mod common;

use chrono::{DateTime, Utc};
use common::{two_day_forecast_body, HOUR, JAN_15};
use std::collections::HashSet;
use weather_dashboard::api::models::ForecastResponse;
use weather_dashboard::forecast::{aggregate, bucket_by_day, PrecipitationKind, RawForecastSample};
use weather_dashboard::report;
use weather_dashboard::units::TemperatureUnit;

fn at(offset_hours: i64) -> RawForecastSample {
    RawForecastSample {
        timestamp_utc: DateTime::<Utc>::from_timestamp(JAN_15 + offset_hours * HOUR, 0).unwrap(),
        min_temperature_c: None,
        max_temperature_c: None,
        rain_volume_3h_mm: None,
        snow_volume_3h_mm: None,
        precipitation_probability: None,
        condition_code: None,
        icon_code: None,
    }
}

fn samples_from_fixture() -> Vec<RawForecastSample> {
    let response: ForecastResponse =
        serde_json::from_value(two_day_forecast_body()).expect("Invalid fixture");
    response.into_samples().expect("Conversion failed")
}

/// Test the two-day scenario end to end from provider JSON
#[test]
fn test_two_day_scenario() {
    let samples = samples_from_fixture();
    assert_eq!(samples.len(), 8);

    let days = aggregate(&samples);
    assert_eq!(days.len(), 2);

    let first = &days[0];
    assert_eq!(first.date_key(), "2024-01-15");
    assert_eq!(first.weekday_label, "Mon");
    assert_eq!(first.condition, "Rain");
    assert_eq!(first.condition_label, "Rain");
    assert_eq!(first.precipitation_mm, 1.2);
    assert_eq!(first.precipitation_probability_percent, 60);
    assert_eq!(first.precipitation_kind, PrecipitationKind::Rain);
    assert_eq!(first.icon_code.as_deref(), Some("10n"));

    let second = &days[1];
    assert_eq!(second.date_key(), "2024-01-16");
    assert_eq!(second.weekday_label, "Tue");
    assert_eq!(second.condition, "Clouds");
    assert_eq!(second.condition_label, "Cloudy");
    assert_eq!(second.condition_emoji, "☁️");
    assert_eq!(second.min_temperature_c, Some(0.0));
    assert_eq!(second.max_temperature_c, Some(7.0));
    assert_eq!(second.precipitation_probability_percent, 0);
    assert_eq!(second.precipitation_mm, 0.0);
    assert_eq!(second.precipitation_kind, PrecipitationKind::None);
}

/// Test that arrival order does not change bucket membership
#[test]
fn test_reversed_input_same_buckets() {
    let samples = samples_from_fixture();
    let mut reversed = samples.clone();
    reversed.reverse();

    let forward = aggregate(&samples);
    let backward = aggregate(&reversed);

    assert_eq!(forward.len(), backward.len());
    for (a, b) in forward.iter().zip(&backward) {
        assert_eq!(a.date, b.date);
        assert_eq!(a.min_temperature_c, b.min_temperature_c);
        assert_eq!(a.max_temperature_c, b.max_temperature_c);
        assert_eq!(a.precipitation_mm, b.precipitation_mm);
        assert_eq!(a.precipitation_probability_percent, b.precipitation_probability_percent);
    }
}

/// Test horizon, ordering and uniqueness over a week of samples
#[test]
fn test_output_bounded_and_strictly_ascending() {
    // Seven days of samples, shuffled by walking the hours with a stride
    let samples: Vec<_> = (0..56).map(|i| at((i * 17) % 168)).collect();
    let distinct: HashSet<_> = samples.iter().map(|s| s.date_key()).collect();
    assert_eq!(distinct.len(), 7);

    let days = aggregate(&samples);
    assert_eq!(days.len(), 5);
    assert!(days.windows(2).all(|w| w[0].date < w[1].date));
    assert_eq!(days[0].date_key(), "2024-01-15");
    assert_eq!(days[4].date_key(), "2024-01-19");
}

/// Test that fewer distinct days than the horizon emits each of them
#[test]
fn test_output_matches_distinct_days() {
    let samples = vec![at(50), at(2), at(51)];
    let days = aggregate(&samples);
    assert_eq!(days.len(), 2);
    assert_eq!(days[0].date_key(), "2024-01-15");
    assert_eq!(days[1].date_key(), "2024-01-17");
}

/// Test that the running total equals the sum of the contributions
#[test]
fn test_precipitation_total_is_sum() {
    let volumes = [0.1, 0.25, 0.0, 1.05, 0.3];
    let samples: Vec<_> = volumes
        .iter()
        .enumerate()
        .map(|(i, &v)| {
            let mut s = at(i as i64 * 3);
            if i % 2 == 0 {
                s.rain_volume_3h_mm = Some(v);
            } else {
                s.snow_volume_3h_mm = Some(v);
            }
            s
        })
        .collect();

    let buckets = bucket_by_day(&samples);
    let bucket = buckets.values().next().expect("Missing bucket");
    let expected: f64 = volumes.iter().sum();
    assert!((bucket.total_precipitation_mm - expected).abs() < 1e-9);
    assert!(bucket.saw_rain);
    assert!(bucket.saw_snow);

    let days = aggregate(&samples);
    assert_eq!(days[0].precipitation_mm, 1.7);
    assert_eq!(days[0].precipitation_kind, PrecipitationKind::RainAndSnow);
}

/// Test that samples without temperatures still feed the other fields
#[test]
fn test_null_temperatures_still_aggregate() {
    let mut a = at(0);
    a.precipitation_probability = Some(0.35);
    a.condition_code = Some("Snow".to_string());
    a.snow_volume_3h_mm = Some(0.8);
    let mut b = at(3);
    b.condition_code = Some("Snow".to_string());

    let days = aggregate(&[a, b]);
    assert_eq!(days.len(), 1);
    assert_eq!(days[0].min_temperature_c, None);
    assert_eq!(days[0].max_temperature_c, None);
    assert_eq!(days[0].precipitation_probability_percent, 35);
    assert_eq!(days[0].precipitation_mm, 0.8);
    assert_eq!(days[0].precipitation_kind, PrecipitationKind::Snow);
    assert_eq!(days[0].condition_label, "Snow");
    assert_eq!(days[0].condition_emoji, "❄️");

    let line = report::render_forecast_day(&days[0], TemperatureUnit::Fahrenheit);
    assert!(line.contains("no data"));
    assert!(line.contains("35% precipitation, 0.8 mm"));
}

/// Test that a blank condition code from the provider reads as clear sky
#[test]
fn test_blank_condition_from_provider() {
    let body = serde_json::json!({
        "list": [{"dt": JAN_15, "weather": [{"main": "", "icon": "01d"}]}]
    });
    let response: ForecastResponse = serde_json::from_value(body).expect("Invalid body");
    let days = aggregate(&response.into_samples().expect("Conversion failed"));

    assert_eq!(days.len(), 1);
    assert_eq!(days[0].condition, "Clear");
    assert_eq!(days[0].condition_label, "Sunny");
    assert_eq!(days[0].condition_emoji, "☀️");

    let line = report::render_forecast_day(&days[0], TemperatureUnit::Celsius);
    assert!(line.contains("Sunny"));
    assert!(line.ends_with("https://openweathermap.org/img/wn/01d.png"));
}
==========
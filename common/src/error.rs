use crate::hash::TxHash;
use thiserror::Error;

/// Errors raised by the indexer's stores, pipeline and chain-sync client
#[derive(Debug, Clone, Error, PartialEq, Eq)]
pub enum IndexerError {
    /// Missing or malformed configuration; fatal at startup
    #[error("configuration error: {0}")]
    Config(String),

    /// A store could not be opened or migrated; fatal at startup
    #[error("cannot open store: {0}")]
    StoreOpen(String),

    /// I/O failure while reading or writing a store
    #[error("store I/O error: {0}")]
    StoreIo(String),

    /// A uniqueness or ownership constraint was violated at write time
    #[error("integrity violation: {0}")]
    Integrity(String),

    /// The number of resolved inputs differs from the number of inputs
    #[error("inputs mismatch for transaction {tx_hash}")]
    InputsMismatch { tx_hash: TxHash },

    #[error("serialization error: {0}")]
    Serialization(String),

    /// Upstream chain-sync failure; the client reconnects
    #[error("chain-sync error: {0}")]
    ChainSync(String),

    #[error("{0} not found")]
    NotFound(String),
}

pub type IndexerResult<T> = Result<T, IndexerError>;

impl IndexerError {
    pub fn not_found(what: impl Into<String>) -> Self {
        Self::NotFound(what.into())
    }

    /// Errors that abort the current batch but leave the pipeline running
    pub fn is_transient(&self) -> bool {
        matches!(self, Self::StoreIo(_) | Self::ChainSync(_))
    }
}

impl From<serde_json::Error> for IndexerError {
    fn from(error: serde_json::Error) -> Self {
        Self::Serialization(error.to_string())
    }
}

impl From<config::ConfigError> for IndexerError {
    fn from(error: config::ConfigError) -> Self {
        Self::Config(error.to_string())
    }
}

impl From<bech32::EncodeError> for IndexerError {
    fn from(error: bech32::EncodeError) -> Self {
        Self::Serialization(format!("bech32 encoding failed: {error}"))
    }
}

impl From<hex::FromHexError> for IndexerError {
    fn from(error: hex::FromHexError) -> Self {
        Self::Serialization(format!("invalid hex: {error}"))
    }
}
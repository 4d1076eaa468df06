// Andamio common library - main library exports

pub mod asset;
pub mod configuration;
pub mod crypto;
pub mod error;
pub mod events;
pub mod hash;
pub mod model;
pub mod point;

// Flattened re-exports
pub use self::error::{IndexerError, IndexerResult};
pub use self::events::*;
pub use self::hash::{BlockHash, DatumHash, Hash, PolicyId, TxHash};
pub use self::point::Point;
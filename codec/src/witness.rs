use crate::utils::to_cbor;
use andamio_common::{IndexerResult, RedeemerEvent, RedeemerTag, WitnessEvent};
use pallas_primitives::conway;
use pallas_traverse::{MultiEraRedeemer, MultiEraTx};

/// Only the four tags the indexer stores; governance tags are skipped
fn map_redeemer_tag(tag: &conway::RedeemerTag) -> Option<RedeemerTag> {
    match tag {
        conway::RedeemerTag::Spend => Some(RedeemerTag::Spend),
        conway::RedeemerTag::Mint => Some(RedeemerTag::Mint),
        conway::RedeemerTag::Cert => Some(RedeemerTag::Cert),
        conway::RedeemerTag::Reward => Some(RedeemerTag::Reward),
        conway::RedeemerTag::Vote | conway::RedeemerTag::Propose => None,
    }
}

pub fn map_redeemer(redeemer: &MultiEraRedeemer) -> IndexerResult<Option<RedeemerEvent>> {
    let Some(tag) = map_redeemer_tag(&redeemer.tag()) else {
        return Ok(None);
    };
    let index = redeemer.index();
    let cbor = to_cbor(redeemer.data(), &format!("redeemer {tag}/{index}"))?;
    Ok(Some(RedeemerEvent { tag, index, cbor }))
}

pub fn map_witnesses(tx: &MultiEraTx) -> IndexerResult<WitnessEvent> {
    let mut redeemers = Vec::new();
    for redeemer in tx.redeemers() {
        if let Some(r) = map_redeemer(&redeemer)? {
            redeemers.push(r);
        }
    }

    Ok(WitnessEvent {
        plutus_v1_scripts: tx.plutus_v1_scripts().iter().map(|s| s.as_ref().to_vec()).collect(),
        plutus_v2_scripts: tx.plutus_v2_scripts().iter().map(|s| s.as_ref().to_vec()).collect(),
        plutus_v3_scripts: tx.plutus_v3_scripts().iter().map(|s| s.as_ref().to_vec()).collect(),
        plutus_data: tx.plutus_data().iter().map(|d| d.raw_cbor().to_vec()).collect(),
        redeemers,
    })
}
==========
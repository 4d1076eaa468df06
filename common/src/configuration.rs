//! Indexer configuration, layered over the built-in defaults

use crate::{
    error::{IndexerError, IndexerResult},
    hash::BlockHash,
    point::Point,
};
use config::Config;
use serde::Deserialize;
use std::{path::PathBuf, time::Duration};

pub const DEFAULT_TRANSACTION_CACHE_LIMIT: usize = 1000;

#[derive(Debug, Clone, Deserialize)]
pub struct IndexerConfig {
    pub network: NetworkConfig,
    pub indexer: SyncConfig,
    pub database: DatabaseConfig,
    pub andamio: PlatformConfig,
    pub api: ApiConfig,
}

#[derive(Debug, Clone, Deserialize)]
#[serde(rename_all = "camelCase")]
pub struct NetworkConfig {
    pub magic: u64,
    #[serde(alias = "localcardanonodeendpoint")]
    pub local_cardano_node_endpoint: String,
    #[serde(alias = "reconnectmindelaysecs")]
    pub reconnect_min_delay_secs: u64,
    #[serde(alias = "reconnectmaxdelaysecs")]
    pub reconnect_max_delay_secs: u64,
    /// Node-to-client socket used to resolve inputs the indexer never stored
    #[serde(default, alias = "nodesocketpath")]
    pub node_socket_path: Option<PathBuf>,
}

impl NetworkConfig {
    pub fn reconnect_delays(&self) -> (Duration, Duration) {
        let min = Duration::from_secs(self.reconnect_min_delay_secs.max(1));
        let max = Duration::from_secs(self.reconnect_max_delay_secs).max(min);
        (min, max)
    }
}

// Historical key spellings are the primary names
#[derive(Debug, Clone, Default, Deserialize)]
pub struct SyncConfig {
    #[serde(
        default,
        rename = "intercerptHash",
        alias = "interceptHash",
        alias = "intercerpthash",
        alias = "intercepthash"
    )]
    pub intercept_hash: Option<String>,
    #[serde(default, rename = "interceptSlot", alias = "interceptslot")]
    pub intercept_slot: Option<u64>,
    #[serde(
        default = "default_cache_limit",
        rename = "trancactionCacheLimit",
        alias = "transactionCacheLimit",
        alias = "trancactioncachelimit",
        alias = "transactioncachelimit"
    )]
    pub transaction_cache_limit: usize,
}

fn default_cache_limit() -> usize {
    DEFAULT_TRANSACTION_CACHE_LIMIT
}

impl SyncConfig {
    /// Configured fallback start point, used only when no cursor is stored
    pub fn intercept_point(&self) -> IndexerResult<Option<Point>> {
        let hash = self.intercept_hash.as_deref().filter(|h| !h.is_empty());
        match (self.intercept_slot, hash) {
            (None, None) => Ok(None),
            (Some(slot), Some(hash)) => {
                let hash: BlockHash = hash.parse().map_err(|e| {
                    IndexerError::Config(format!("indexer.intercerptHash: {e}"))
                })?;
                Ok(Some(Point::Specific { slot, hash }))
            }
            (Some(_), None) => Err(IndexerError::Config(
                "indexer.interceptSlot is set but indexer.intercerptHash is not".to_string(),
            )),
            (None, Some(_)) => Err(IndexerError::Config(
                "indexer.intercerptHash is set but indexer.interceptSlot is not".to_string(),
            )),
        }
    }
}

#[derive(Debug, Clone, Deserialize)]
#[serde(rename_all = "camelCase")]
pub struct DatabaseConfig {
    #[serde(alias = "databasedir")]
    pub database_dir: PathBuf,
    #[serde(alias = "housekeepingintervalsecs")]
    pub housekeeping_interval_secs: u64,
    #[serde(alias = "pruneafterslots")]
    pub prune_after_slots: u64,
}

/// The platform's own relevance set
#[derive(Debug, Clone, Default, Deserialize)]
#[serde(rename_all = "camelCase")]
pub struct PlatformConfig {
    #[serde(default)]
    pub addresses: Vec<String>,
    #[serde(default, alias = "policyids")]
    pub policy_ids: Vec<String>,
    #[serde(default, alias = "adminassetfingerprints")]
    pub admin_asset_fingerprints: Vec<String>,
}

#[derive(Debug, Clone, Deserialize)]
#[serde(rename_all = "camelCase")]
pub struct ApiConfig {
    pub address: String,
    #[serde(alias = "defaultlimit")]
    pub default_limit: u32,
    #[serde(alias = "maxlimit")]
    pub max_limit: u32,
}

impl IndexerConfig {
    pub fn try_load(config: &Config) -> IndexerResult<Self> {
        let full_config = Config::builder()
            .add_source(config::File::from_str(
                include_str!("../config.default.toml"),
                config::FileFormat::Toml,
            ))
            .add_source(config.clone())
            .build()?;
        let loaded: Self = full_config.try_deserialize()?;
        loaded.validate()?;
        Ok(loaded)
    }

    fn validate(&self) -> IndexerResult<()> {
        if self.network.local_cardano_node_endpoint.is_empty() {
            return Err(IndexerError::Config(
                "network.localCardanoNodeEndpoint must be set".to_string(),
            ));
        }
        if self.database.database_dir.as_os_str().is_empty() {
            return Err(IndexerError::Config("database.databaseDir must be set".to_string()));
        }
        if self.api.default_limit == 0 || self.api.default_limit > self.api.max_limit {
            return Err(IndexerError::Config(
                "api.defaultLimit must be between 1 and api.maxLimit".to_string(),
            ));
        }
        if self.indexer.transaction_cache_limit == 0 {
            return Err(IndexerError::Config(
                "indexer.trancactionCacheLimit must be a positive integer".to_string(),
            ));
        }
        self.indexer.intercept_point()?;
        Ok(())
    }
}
==========
For the records above, count the lines that contain the word "contains" and give only that number.

3